Personalization of email seems to be a darned if you do and darned if you don’t choice for email marketers around the world. While there are clear and undeniable advantages to having the recipient’s name in the subject line so that your customer fully understands at a single glance that this email is specifically intended for them, the problem is that it has become such an overused tactic by the less reputable emailers that it can smell of a huge mail merge which is the exact opposite of indicating that your brand actually cares enough about the customer to send them a personal missive.
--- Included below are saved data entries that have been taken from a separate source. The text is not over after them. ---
//! Logging
//!
//! Installs the process-wide `tracing` subscriber. Settings come from the
//! `[logging]` section of [`ScreenshotrConfig`](crate::config::ScreenshotrConfig)
//! and can be overridden per process through `SCREENSHOTR_LOG`,
//! `SCREENSHOTR_LOG_FORMAT` and `SCREENSHOTR_LOG_OUTPUT`.

use crate::error::ConfigError;
use serde::{Deserialize, Serialize};
use std::collections::BTreeMap;
use std::fs::{File, OpenOptions};
use std::path::PathBuf;
use std::str::FromStr;
use tracing_subscriber::filter::Directive;
use tracing_subscriber::fmt::time::ChronoUtc;
use tracing_subscriber::{fmt, layer::SubscriberExt, util::SubscriberInitExt, EnvFilter, Registry};

const ENV_FILTER: &str = "SCREENSHOTR_LOG";
const ENV_FORMAT: &str = "SCREENSHOTR_LOG_FORMAT";
const ENV_OUTPUT: &str = "SCREENSHOTR_LOG_OUTPUT";

#[derive(Debug, Clone, Copy, PartialEq, Eq, Default, Serialize, Deserialize)]
#[serde(rename_all = "lowercase")]
pub enum LogFormat {
    #[default]
    Text,
    Json,
}

impl FromStr for LogFormat {
    type Err = ConfigError;

    fn from_str(s: &str) -> Result<Self, Self::Err> {
        match s {
            "text" => Ok(LogFormat::Text),
            "json" => Ok(LogFormat::Json),
            other => Err(ConfigError::Invalid(format!(
                "Invalid log format: {} (must be 'text' or 'json')",
                other
            ))),
        }
    }
}

#[derive(Debug, Clone, Copy, PartialEq, Eq, Default, Serialize, Deserialize)]
#[serde(rename_all = "lowercase")]
pub enum LogOutput {
    #[default]
    Stdout,
    Stderr,
    File,
}

impl FromStr for LogOutput {
    type Err = ConfigError;

    fn from_str(s: &str) -> Result<Self, Self::Err> {
        match s {
            "stdout" => Ok(LogOutput::Stdout),
            "stderr" => Ok(LogOutput::Stderr),
            "file" => Ok(LogOutput::File),
            other => Err(ConfigError::Invalid(format!(
                "Invalid log output: {} (must be 'stdout', 'stderr' or 'file')",
                other
            ))),
        }
    }
}

/// `[logging]` configuration section
#[derive(Debug, Clone, PartialEq, Serialize, Deserialize)]
#[serde(default)]
pub struct LoggingConfig {
    /// Base level directive: trace, debug, info, warn, error or off
    pub level: String,
    pub format: LogFormat,
    pub output: LogOutput,
    /// Destination when `output = "file"`, appended to
    pub file: PathBuf,
    /// ANSI colors for text on a terminal stream
    pub color: bool,
    /// Per-target overrides, e.g. `"screenshotr::filter" = "debug"`
    pub modules: BTreeMap<String, String>,
}

impl Default for LoggingConfig {
    fn default() -> Self {
        Self {
            level: "info".to_string(),
            format: LogFormat::Text,
            output: LogOutput::Stdout,
            file: PathBuf::from("screenshotr.log"),
            color: true,
            modules: BTreeMap::new(),
        }
    }
}

impl LoggingConfig {
    /// Apply the `SCREENSHOTR_LOG_FORMAT` / `SCREENSHOTR_LOG_OUTPUT` overrides
    fn with_env_overrides(&self) -> Result<Self, ConfigError> {
        let mut resolved = self.clone();
        if let Ok(format) = std::env::var(ENV_FORMAT) {
            resolved.format = format.parse()?;
        }
        if let Ok(output) = std::env::var(ENV_OUTPUT) {
            resolved.output = output.parse()?;
        }
        Ok(resolved)
    }

    /// Level filter: `SCREENSHOTR_LOG` wins, else `level` plus `modules`
    fn env_filter(&self) -> Result<EnvFilter, ConfigError> {
        if let Ok(filter) = EnvFilter::try_from_env(ENV_FILTER) {
            return Ok(filter);
        }

        let mut filter = EnvFilter::try_new(&self.level)
            .map_err(|e| ConfigError::Invalid(format!("Invalid log level {:?}: {}", self.level, e)))?;
        if self.level == "off" {
            return Ok(filter);
        }
        for (target, level) in &self.modules {
            let directive = format!("{}={}", target, level)
                .parse::<Directive>()
                .map_err(|e| ConfigError::Invalid(format!("Invalid log directive for {}: {}", target, e)))?;
            filter = filter.add_directive(directive);
        }
        Ok(filter)
    }

    fn open_file(&self) -> Result<File, ConfigError> {
        if let Some(parent) = self.file.parent().filter(|p| !p.as_os_str().is_empty()) {
            std::fs::create_dir_all(parent)
                .map_err(|e| ConfigError::Invalid(format!("Cannot create log directory {:?}: {}", parent, e)))?;
        }
        OpenOptions::new()
            .create(true)
            .append(true)
            .open(&self.file)
            .map_err(|e| ConfigError::Invalid(format!("Cannot open log file {:?}: {}", self.file, e)))
    }
}

/// Install the global subscriber
///
/// `None` uses [`LoggingConfig::default`]. Fails if the settings are invalid
/// or a subscriber is already installed.
pub fn init_logging(config: Option<&LoggingConfig>) -> Result<(), ConfigError> {
    let config = config.cloned().unwrap_or_default().with_env_overrides()?;
    let filter = config.env_filter()?;
    let ansi = config.color && config.output != LogOutput::File;

    let layer = fmt::layer()
        .with_target(true)
        .with_timer(ChronoUtc::rfc_3339());
    let registry = Registry::default().with(filter);

    let installed = match (config.format, config.output) {
        (LogFormat::Json, LogOutput::File) => registry.with(layer.json().with_writer(config.open_file()?)).try_init(),
        (LogFormat::Json, LogOutput::Stderr) => registry.with(layer.json().with_writer(std::io::stderr)).try_init(),
        (LogFormat::Json, LogOutput::Stdout) => registry.with(layer.json().with_writer(std::io::stdout)).try_init(),
        (LogFormat::Text, LogOutput::File) => registry
            .with(layer.with_ansi(false).with_writer(config.open_file()?))
            .try_init(),
        (LogFormat::Text, LogOutput::Stderr) => registry
            .with(layer.with_ansi(ansi).with_writer(std::io::stderr))
            .try_init(),
        (LogFormat::Text, LogOutput::Stdout) => registry
            .with(layer.with_ansi(ansi).with_writer(std::io::stdout))
            .try_init(),
    };

    installed.map_err(|e| ConfigError::Invalid(format!("Logger already installed: {}", e)))
}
Walking the personalization tightrope can be a difficult balancing act but it can lead to improvements in your customer engagement if you do it right.

Personalization can turn a dream into a nightmare

There is essentially no real problem to personalizing the subject line of any email campaign newsletter or message as whether it is done in a direct personal approach manner or even if it’s just a field in a mail merge implementation. The impasse occurs when you run into the stigma of personalization which can turn an appeal strategy to the customer from a dream to a nightmare.

It’s basic human psychology to halt at the sight of your name

Spammers specialize in placing the name of the recipient in the subject line as they are well aware that it allows the customer to sit up and take notice. If they are swiftly glancing at their email inbox, it is inevitable that their eyes will stop at the insertion of their name into the subject line. It’s basic human psychology to recognize your own name when it is written down.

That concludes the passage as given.